Our ass is the part of the body we can see many times… At least, not without some effort. Yet, it is often the only part of the body with which we are most worried about. Just because I don ‘t see that does not mean that other people are not looking, right? And most of us? They are not happy with us.
We believe that they are too small, too big, too wrinkly, very flabby. The list goes on. The cardio and strength training exercises can really make a difference in their rear, depending on your body type and genetics. Learn more about the best butt exercises to get a strong butt , shapely.
Squats are my number one favorite for the butt. He is triggered every fibre of your buttocks muscle little crosses and also reaches the hips, thighs and calves as a bonus. The squat is a staple of any basic routine of ass. If you hurt your knees squat, check out these alternatives.
Stand with feet hip width apart, and for greater intensity, hold weights at the level of the shoulder or on their sides.
Bend your knees and put in a occupies, keeping the knees behind the toes. Imagine that you are coming out of your ass back, but keep the torso erect and contractors.
Press in jumps up.
Repeat for 2 – 3 sets of 8 to 16 repetitions
More on the squat
Photo gallery of squat
Like the squat
Alternatives to squat
The lower body exercises
The school only
Lunges are my next favorite butt and exercise if you do them, you certainly know why. Lunges work more muscles at the same time, which is why they are so effective. On the leg in front, you will direct the ass with the hamstring while the back leg will turn on the quadriceps and calf muscles. What is nice about lunges is there a variety to choose from, such as:
Side by side wheel, lunges low and much more.

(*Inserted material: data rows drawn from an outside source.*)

//! Progress bar and logging utilities.
//!
//! Provides helpers for creating progress bars and spinners, with support
//! for log-only mode where bars are hidden and progress is written through
//! `tracing` at fixed intervals instead.

use indicatif::{ProgressBar, ProgressDrawTarget, ProgressStyle};
use std::time::Duration;

/// Format duration in human-readable format
pub fn format_duration(d: Duration) -> String {
    let secs = d.as_secs_f64();
    if secs < 60.0 {
        format!("{:.1}s", secs)
    } else {
        let mins = secs / 60.0;
        format!("{:.1}m", mins)
    }
}

/// Progress reporting style chosen once per run and passed to whoever draws.
#[derive(Debug, Clone, Copy, Default)]
pub struct Progress {
    log_only: bool,
}

impl Progress {
    pub fn new(log_only: bool) -> Self {
        Self { log_only }
    }

    /// Create a progress bar with consistent styling.
    /// In log-only mode, the progress bar is hidden.
    pub fn bar(&self, len: u64, msg: &str) -> ProgressBar {
        let pb = ProgressBar::new(len);
        if self.log_only {
            pb.set_draw_target(ProgressDrawTarget::hidden());
        } else if let Ok(style) = ProgressStyle::default_bar()
            .template("{msg} [{elapsed_precise}] [{bar:40.cyan/blue}] {pos}/{len} ({per_sec}, ETA: {eta})")
        {
            pb.set_style(style.progress_chars("=> "));
        }
        pb.set_message(msg.to_string());
        pb
    }

    /// Create a spinner for indeterminate progress.
    /// In log-only mode, the spinner is hidden.
    pub fn spinner(&self, msg: &str) -> ProgressBar {
        let pb = ProgressBar::new_spinner();
        if self.log_only {
            pb.set_draw_target(ProgressDrawTarget::hidden());
        } else {
            if let Ok(style) = ProgressStyle::default_spinner().template("{msg} {spinner} [{elapsed_precise}]") {
                pb.set_style(style);
            }
            pb.enable_steady_tick(Duration::from_millis(100));
        }
        pb.set_message(msg.to_string());
        pb
    }

    /// Log progress periodically for tail-friendly output.
    /// Only logs in log-only mode, every `interval` steps and at the end.
    pub fn log(&self, phase: &str, current: u64, total: u64, interval: u64) {
        if self.should_log(current, total, interval) {
            let pct = if total == 0 {
                100.0
            } else {
                100.0 * current as f64 / total as f64
            };
            tracing::info!(phase, current, total, "{:.1}% done", pct);
        }
    }

    fn should_log(&self, current: u64, total: u64, interval: u64) -> bool {
        self.log_only && (current == total || (interval > 0 && current % interval == 0))
    }
}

You can also raise the back foot on a step or platform really challenge the two legs. This is a great step to the buttocks and thighs, but please, avoid this movement if it gets any problems on your knees.
If you have problems with lunges, try an alternative to lunges.
Step ups are another big to focus attention on your butt. To really work, try to choose a platform high enough that the knee is at an angle of 90 degrees when folded. If it is a little too much, try to use the second rung in a ladder and hold the handrail for balance if you need.
Another key point is to push for the heel to lift the body and concentrate all your weight on the leg, step by step. In other words, down gently, barely touching the fingers of the other leg on the floor. You will really feel it when you take it slow and focus on the leg work. Hold weights will add a good intensity.
The highest step
Side step ups.
Cross step UPS
Extensions of hip.
While I like more compound movements (such as squats, lunges and step UPS listed above) since they work more muscle groups, the extension of the hip is an exercise that targets the buttocks as specific, you can. This is a good complement to the other exercises listed above to practice good body, broadly lower.
For this movement, you can hold a dumbbell behind the knee or ankle using weights for intensity added.
Elevation of the hip in ball.
If the leg deadlifts
Deadlifts are great for the hamstring, buttocks and lower back, but this version of gimp is killer in your ass. Doing nothing on a leg adds intensity and also involves the muscles of the stabilizer to keep your body in balance. The form is critical and you should skip this exercise if you have any problems at the back.
To make this change, remove the left leg resting for a while, lightly on the finger. The weights in the front of the thighs, hips and lower tip of the weights lower than for its flexibility. Keep your back flat or with a natural arch and keep the ABS hired to protect your back. Tighten the buttocks of the leg work to get up and walk. Do 2 – 3 games for 8 to 12 reps.